(Collected data)
######

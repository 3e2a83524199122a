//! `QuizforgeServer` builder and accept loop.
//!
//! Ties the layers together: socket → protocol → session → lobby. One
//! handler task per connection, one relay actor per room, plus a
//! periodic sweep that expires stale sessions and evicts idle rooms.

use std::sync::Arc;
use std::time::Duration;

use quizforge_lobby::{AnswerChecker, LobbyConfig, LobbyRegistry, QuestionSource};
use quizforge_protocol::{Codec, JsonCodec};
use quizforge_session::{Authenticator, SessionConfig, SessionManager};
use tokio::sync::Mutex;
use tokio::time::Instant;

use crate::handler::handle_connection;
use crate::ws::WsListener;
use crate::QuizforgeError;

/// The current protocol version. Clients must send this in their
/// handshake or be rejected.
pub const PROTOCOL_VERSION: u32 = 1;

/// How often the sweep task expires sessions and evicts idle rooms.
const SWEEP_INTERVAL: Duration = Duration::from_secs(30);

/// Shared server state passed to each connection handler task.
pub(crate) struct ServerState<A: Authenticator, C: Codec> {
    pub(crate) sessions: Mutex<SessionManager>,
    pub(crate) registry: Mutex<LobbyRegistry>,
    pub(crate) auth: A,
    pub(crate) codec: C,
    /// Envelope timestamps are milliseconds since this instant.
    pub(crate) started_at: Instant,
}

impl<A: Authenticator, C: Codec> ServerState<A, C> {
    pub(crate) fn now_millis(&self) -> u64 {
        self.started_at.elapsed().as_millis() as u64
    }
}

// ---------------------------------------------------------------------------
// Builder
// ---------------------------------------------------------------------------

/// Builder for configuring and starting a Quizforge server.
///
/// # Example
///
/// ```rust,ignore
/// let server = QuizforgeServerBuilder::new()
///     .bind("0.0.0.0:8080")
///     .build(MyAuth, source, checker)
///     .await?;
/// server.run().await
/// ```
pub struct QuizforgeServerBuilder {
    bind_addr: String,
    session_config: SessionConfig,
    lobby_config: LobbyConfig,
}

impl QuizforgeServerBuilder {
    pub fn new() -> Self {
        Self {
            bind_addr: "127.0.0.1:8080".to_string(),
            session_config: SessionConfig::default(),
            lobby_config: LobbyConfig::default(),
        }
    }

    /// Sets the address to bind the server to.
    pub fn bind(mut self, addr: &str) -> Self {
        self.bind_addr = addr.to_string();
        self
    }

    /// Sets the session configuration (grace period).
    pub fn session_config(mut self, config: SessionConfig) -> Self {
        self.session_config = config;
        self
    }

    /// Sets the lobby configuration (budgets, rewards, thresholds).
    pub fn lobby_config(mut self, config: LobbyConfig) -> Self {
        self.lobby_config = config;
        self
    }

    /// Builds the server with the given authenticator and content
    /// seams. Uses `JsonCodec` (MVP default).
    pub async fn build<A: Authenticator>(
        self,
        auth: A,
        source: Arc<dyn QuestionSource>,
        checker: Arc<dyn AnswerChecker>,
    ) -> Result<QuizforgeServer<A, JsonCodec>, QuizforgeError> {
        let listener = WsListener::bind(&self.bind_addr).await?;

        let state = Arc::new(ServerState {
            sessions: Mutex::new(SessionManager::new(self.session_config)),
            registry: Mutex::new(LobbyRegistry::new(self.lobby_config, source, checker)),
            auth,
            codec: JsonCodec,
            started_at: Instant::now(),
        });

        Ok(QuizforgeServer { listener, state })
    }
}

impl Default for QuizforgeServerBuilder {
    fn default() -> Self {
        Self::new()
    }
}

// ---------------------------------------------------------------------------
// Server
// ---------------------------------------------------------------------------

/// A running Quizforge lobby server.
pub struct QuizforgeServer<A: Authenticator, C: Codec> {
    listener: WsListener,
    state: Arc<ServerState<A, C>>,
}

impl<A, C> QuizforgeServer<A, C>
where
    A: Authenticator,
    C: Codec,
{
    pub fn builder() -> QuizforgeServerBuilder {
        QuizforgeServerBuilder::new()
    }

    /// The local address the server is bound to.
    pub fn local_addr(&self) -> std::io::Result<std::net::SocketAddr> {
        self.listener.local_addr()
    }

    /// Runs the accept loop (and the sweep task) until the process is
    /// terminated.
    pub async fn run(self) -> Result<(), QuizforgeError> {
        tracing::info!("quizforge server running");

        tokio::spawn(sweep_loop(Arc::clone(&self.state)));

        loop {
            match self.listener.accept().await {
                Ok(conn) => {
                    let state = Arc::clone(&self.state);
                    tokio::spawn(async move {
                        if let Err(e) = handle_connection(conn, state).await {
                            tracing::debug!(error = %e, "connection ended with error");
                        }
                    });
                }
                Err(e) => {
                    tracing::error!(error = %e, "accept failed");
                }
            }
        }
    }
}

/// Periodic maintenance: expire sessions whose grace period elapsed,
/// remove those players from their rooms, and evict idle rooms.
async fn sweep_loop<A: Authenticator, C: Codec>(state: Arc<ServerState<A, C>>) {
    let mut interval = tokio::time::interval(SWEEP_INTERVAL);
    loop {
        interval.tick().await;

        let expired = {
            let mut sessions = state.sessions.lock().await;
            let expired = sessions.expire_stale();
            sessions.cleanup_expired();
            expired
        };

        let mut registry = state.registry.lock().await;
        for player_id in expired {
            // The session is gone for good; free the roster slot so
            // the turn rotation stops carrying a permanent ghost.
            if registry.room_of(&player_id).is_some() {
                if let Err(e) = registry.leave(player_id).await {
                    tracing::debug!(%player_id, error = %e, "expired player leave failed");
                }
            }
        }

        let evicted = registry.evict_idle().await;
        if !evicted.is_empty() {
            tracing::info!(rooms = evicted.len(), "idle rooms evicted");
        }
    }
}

######

**Problem to work on:** Transcribe every record exactly.

**Result for this task:**
repository 3e2a83524199122a
//! `QuizforgeServer` builder and accept loop.
//!
//! Ties the layers together: socket → protocol → session → lobby. One
//! handler task per connection, one relay actor per room, plus a
//! periodic sweep that expires stale sessions and evicts idle rooms.

use std::sync::Arc;
use std::time::Duration;

use quizforge_lobby::{AnswerChecker, LobbyConfig, LobbyRegistry, QuestionSource};
use quizforge_protocol::{Codec, JsonCodec};
use quizforge_session::{Authenticator, SessionConfig, SessionManager};
use tokio::sync::Mutex;
use tokio::time::Instant;

use crate::handler::handle_connection;
use crate::ws::WsListener;
use crate::QuizforgeError;

/// The current protocol version. Clients must send this in their
/// handshake or be rejected.
pub const PROTOCOL_VERSION: u32 = 1;

/// How often the sweep task expires sessions and evicts idle rooms.
const SWEEP_INTERVAL: Duration = Duration::from_secs(30);

/// Shared server state passed to each connection handler task.
pub(crate) struct ServerState<A: Authenticator, C: Codec> {
    pub(crate) sessions: Mutex<SessionManager>,
    pub(crate) registry: Mutex<LobbyRegistry>,
    pub(crate) auth: A,
    pub(crate) codec: C,
    /// Envelope timestamps are milliseconds since this instant.
    pub(crate) started_at: Instant,
}

impl<A: Authenticator, C: Codec> ServerState<A, C> {
    pub(crate) fn now_millis(&self) -> u64 {
        self.started_at.elapsed().as_millis() as u64
    }
}

// ---------------------------------------------------------------------------
// Builder
// ---------------------------------------------------------------------------

/// Builder for configuring and starting a Quizforge server.
///
/// # Example
///
/// ```rust,ignore
/// let server = QuizforgeServerBuilder::new()
///     .bind("0.0.0.0:8080")
///     .build(MyAuth, source, checker)
///     .await?;
/// server.run().await
/// ```
pub struct QuizforgeServerBuilder {
    bind_addr: String,
    session_config: SessionConfig,
    lobby_config: LobbyConfig,
}

impl QuizforgeServerBuilder {
    pub fn new() -> Self {
        Self {
            bind_addr: "127.0.0.1:8080".to_string(),
            session_config: SessionConfig::default(),
            lobby_config: LobbyConfig::default(),
        }
    }

    /// Sets the address to bind the server to.
    pub fn bind(mut self, addr: &str) -> Self {
        self.bind_addr = addr.to_string();
        self
    }

    /// Sets the session configuration (grace period).
    pub fn session_config(mut self, config: SessionConfig) -> Self {
        self.session_config = config;
        self
    }

    /// Sets the lobby configuration (budgets, rewards, thresholds).
    pub fn lobby_config(mut self, config: LobbyConfig) -> Self {
        self.lobby_config = config;
        self
    }

    /// Builds the server with the given authenticator and content
    /// seams. Uses `JsonCodec` (MVP default).
    pub async fn build<A: Authenticator>(
        self,
        auth: A,
        source: Arc<dyn QuestionSource>,
        checker: Arc<dyn AnswerChecker>,
    ) -> Result<QuizforgeServer<A, JsonCodec>, QuizforgeError> {
        let listener = WsListener::bind(&self.bind_addr).await?;

        let state = Arc::new(ServerState {
            sessions: Mutex::new(SessionManager::new(self.session_config)),
            registry: Mutex::new(LobbyRegistry::new(self.lobby_config, source, checker)),
            auth,
            codec: JsonCodec,
            started_at: Instant::now(),
        });

        Ok(QuizforgeServer { listener, state })
    }
}

impl Default for QuizforgeServerBuilder {
    fn default() -> Self {
        Self::new()
    }
}

// ---------------------------------------------------------------------------
// Server
// ---------------------------------------------------------------------------

/// A running Quizforge lobby server.
pub struct QuizforgeServer<A: Authenticator, C: Codec> {
    listener: WsListener,
    state: Arc<ServerState<A, C>>,
}

impl<A, C> QuizforgeServer<A, C>
where
    A: Authenticator,
    C: Codec,
{
    pub fn builder() -> QuizforgeServerBuilder {
        QuizforgeServerBuilder::new()
    }

    /// The local address the server is bound to.
    pub fn local_addr(&self) -> std::io::Result<std::net::SocketAddr> {
        self.listener.local_addr()
    }

    /// Runs the accept loop (and the sweep task) until the process is
    /// terminated.
    pub async fn run(self) -> Result<(), QuizforgeError> {
        tracing::info!("quizforge server running");

        tokio::spawn(sweep_loop(Arc::clone(&self.state)));

        loop {
            match self.listener.accept().await {
                Ok(conn) => {
                    let state = Arc::clone(&self.state);
                    tokio::spawn(async move {
                        if let Err(e) = handle_connection(conn, state).await {
                            tracing::debug!(error = %e, "connection ended with error");
                        }
                    });
                }
                Err(e) => {
                    tracing::error!(error = %e, "accept failed");
                }
            }
        }
    }
}

/// Periodic maintenance: expire sessions whose grace period elapsed,
/// remove those players from their rooms, and evict idle rooms.
async fn sweep_loop<A: Authenticator, C: Codec>(state: Arc<ServerState<A, C>>) {
    let mut interval = tokio::time::interval(SWEEP_INTERVAL);
    loop {
        interval.tick().await;

        let expired = {
            let mut sessions = state.sessions.lock().await;
            let expired = sessions.expire_stale();
            sessions.cleanup_expired();
            expired
        };

        let mut registry = state.registry.lock().await;
        for player_id in expired {
            // The session is gone for good; free the roster slot so
            // the turn rotation stops carrying a permanent ghost.
            if registry.room_of(&player_id).is_some() {
                if let Err(e) = registry.leave(player_id).await {
                    tracing::debug!(%player_id, error = %e, "expired player leave failed");
                }
            }
        }

        let evicted = registry.evict_idle().await;
        if !evicted.is_empty() {
            tracing::info!(rooms = evicted.len(), "idle rooms evicted");
        }
    }
}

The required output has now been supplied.